The virus outbreak has taken place amid a longer-than-anticipated slowdown, coupled together which may make the economy weaker on the both domestic and global front.
As the second case of Coronavirus surfaces in India, the Modi government’s estimates of a 10 per cent nominal GDP growth in the next fiscal seem difficult to achieve. The virus outbreak has taken place amid a longer-than-anticipated slowdown, coupled together which may make the economy weaker on the both domestic and global front. “The nominal GDP growth assumption at 10 per cent risks an undershoot in our view, given our less sanguine expectation on India’s cyclical recovery prospects.

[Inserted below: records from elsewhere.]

//! The listing ledger.
//!
//! [`Ledger`] performs the six listing operations over an owned
//! [`ListingStore`]. Every operation runs under one lock held across
//! verification, custody settlement and the store write:
//!
//! 1. look up the listing and check preconditions
//! 2. verify incoming transactions against what the operation requires
//! 3. stage all value movements into one [`Settlement`] and settle it
//! 4. write the new listing state
//!
//! A failure at any step returns before the store is written, and custody
//! applies a settlement all-or-nothing, so a rejected operation changes
//! nothing.

use bazaar_token::{Address, Amount, AssetId, AssetTransferTxn, PaymentTxn, Signed};
use serde::{Deserialize, Serialize};
use tokio::sync::Mutex;
use tracing::{debug, info};

use crate::auth::{Caller, Operation, authorize};
use crate::config::FeeSchedule;
use crate::custody::{Custody, CustodyError, Settlement};
use crate::error::{LedgerError, Result};
use crate::listing::{ListingKey, ListingState};
use crate::pricing::payment_for;
use crate::store::ListingStore;
use crate::verify::{PaymentExpectation, TransferExpectation};

/// Receipt of a completed purchase.
#[derive(Debug, Clone, PartialEq, Eq, Serialize, Deserialize)]
pub struct Purchase {
    /// Listing bought from.
    pub key: ListingKey,
    /// Units delivered to the buyer.
    pub quantity: u64,
    /// Amount paid.
    pub paid: Amount,
    /// Units still escrowed after the purchase.
    pub remaining: u64,
}

/// Receipt of a closed listing.
#[derive(Debug, Clone, PartialEq, Eq, Serialize, Deserialize)]
pub struct Withdrawal {
    /// Listing closed.
    pub key: ListingKey,
    /// Units returned to the owner.
    pub quantity: u64,
    /// Listing fee refunded to the owner.
    pub refund: Amount,
}

/// Escrowed listing ledger.
pub struct Ledger<C, S> {
    custody: C,
    store: Mutex<S>,
    fees: FeeSchedule,
}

This is especially true now with a new headwind to global growth in the form of the Coronavirus,” said Suyash Choudhary, Head – Fixed Income, IDFC AMC.
Although slightly premature to say, the reaction functions of global central banks may accordingly change as well to take into account this new growth headwind, he added. The Coronavirus is also known as an economy-killer as it spreads rapidly. If the global economy sneezes, India catches a cold too as trade plays an important role in the country’s economy.
To minimise the risk and prevent itself from this potential threat, the Indian government has started to take extensive preventive measures. Cabinet Secretary yesterday held a high-level review meeting on the preparedness for Novel Coronavirus with Secretaries of Health, Civil Aviation, Textiles, Pharmaceutical, Department of Health Research (DHR), and Directorate General of Foreign Trade (DGFT), according to the statement of the Ministry of Health and Family Welfare The Cabinet Secretary has held five review meetings so far on this concern.
The virus is closely associated with the economy as it severely hampers industries as people across the world become skeptical to carry on any business activity in the affected areas. Meanwhile, Federal Reserve Chairman Jerome Powell had earlier said that the rapidly spreading China virus is emerging as a potentially major threat to the global economy, leaving policymakers grappling with the impact of the US-China trade war. He also said that the extent of the economic damage that the Coronavirus may ultimately inflict, in China or around the world, remains unknown.